▶ _Record extracts_

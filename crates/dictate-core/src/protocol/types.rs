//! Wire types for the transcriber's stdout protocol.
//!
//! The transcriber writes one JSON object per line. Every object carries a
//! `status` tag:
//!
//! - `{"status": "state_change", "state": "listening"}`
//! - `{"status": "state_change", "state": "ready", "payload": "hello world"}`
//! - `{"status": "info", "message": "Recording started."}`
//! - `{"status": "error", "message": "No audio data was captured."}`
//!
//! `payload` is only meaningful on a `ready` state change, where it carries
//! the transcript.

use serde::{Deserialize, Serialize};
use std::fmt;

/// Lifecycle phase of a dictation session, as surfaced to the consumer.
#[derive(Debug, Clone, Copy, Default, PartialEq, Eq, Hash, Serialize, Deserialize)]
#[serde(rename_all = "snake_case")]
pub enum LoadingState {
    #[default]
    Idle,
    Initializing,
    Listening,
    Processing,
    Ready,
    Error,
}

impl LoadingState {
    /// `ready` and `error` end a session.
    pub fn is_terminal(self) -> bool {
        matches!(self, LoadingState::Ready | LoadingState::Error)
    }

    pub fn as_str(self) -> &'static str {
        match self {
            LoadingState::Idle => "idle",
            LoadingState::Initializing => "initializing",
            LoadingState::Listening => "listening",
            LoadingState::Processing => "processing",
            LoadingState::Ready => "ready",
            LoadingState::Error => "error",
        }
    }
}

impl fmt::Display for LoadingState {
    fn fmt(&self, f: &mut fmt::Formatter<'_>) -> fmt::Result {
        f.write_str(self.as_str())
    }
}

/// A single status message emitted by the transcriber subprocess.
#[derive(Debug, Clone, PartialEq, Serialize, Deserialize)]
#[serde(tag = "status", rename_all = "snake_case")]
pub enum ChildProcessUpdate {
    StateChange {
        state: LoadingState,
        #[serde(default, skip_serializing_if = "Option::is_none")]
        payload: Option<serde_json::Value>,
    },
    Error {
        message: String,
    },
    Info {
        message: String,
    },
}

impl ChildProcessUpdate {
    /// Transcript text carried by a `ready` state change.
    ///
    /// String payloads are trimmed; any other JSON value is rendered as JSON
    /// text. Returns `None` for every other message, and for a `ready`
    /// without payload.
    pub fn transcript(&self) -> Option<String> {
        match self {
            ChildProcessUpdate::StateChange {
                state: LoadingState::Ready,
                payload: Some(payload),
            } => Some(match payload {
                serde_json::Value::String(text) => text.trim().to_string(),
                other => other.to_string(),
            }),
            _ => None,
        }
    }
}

▶ _How to complete this task_
Check each line of the listing for "Processing", and copy the ones that hold it.

▶ _Solution for this exercise_
    Processing,
            LoadingState::Processing => "processing",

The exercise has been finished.